Has Adaptive Evolution of SARS-CoV-2 Hit a Ceiling?

The ultimate measurement of viral fitness is the ability to maintain high prevalence rates in its host species. Effective transmission, efficient replication, and rapid immune evasion all lead to this end. During the past five years, SARS-CoV-2 has successfully adapted to the human host and established human reservoirs for long term coexistence with mankind. We have observed innovative synergistic mutations in the Spike protein to improve receptor binding. Adaptation to cells of the upper respiratory tract has shortened the incubation period and facilitated viral spread. Such improvements allowed for immune escape mutations even though they may reduce replicative fitness. Adaptive mutations have resulted in intermittent selective sweeps by dominant variants. However, there are limitations to functional improvements.
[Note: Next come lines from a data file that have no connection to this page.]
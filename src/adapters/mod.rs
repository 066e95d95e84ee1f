// Adapters layer: concrete record sources behind the `RecordSource` port.

pub mod source;

pub use source::{InMemorySource, JsonFileSource};
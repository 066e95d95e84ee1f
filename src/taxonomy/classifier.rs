use crate::domain::model::{ClassifiedRecord, EvidenceBag, Level, RawRecord};
use crate::taxonomy::registry::TaxonomyRegistry;
use crate::utils::error::{Result, TaxonomyError};
use crate::utils::validation::Validate;
use std::collections::BTreeMap;

/// Outcome of scoring one level: the chosen label, its weighted score and the triggers
/// that fired. A zero score means the level fell back to its registered default.
#[derive(Debug, Clone, PartialEq, Eq)]
pub struct LevelDecision {
    pub label: String,
    pub score: u32,
    pub matched: Vec<String>,
}

impl LevelDecision {
    pub fn is_default(&self) -> bool {
        self.score == 0
    }
}

/// Validates `record`, extracts its evidence and resolves every level against `registry`.
///
/// Pure function of `(record, registry)`: the same input always yields the same
/// [`ClassifiedRecord`].
pub fn classify(record: &RawRecord, registry: &TaxonomyRegistry) -> Result<ClassifiedRecord> {
    record.validate()?;
    let evidence = registry.extractor().extract(record);
    classify_evidence(&record.id, &record.name, &evidence, registry)
}

pub fn classify_evidence(
    id: &str,
    name: &str,
    evidence: &EvidenceBag,
    registry: &TaxonomyRegistry,
) -> Result<ClassifiedRecord> {
    let mut labels: BTreeMap<Level, String> = BTreeMap::new();

    for level in Level::CLASSIFIED {
        let decision = match level {
            Level::Order => {
                let class = labels
                    .get(&Level::Class)
                    .map(String::as_str)
                    .unwrap_or_else(|| registry.default_label(Level::Class));
                let allowed = registry.valid_orders_for_class(class)?;
                resolve_level(registry, level, evidence, Some(allowed))
            }
            _ => resolve_level(registry, level, evidence, None),
        };

        if !decision.is_default() {
            tracing::trace!(
                "{} {} = {} (score {}, matched {:?})",
                id,
                level,
                decision.label,
                decision.score,
                decision.matched
            );
        }
        labels.insert(level, decision.label);
    }

    let mut take = |level: Level| {
        labels
            .remove(&level)
            .unwrap_or_else(|| registry.default_label(level).to_string())
    };

    let classified = ClassifiedRecord {
        id: id.to_string(),
        name: name.to_string(),
        domain: take(Level::Domain),
        kingdom: take(Level::Kingdom),
        class: take(Level::Class),
        order: take(Level::Order),
        family: take(Level::Family),
        genus: take(Level::Genus),
        species: take(Level::Species),
        primary_role: take(Level::PrimaryRole),
        year: evidence.year,
        region: registry.resolve_region(evidence.region.as_deref()),
    };

    check_consistency(&classified, registry)?;

    tracing::debug!(
        "Classified {} as {}/{}/{}/{}",
        classified.id,
        classified.class,
        classified.order,
        classified.species,
        classified.primary_role
    );

    Ok(classified)
}

/// Picks the best-scoring rule for `level`.
///
/// Rules are visited in declaration order and only a strictly higher score replaces the
/// current best, so the earlier rule wins an exact tie. With `allowed` set, rules whose
/// label is outside that vocabulary are skipped. Nothing above zero yields the default.
pub fn resolve_level(
    registry: &TaxonomyRegistry,
    level: Level,
    evidence: &EvidenceBag,
    allowed: Option<&[String]>,
) -> LevelDecision {
    let mut best: Option<LevelDecision> = None;

    for rule in registry.rules(level) {
        if let Some(allowed) = allowed {
            if !allowed.iter().any(|label| label == rule.label()) {
                continue;
            }
        }

        let score = rule.score(evidence);
        if score == 0 {
            continue;
        }
        if best.as_ref().is_some_and(|b| score <= b.score) {
            continue;
        }

        best = Some(LevelDecision {
            label: rule.label().to_string(),
            score,
            matched: rule.matched_triggers(evidence).map(str::to_string).collect(),
        });
    }

    best.unwrap_or_else(|| LevelDecision {
        label: registry.default_label(level).to_string(),
        score: 0,
        matched: Vec::new(),
    })
}

/// Re-checks a finished record against the registry. Any failure here is a defect in the
/// rule tables, never bad input.
fn check_consistency(record: &ClassifiedRecord, registry: &TaxonomyRegistry) -> Result<()> {
    for level in Level::ALL {
        let label = record.label(level);
        if !registry.is_valid(level, label) {
            return Err(invariant_violation(
                &record.id,
                format!("{} label '{}' is not registered", level, label),
            ));
        }
    }

    let allowed = registry.valid_orders_for_class(&record.class)?;
    if !allowed.iter().any(|order| order == &record.order) {
        return Err(invariant_violation(
            &record.id,
            format!(
                "order '{}' is not permitted for class '{}'",
                record.order, record.class
            ),
        ));
    }

    Ok(())
}

fn invariant_violation(record_id: &str, message: String) -> TaxonomyError {
    tracing::error!("🚨 Invariant violation for {}: {}", record_id, message);
    TaxonomyError::InvariantViolation {
        record_id: record_id.to_string(),
        message,
    }
}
Receptor binding affinity of the Spike protein peaked in 2022-2023. Accumulation of fixed mutations plateaued after the advent of BA.2.86/JN.1 at the turn of 2023 and 2024. Purifying selection has been the main force working on nonsynonymous mutations in the Omicron group and overall fitness effects of missense mutations in major viral proteins have been declining. Moreover, because of weak selection on synonymous mutations, codon adaptation index in the human host has been decreasing among Omicron subvariants. Consequently, Omicron lineages replicated in cell cultures less efficiently than the original virus, and recent Omicron lineages showed signs of further attenuation in animal models. Viral attenuation in the human population manifested as declining COVID-19-related mortality even with high prevalence of infections.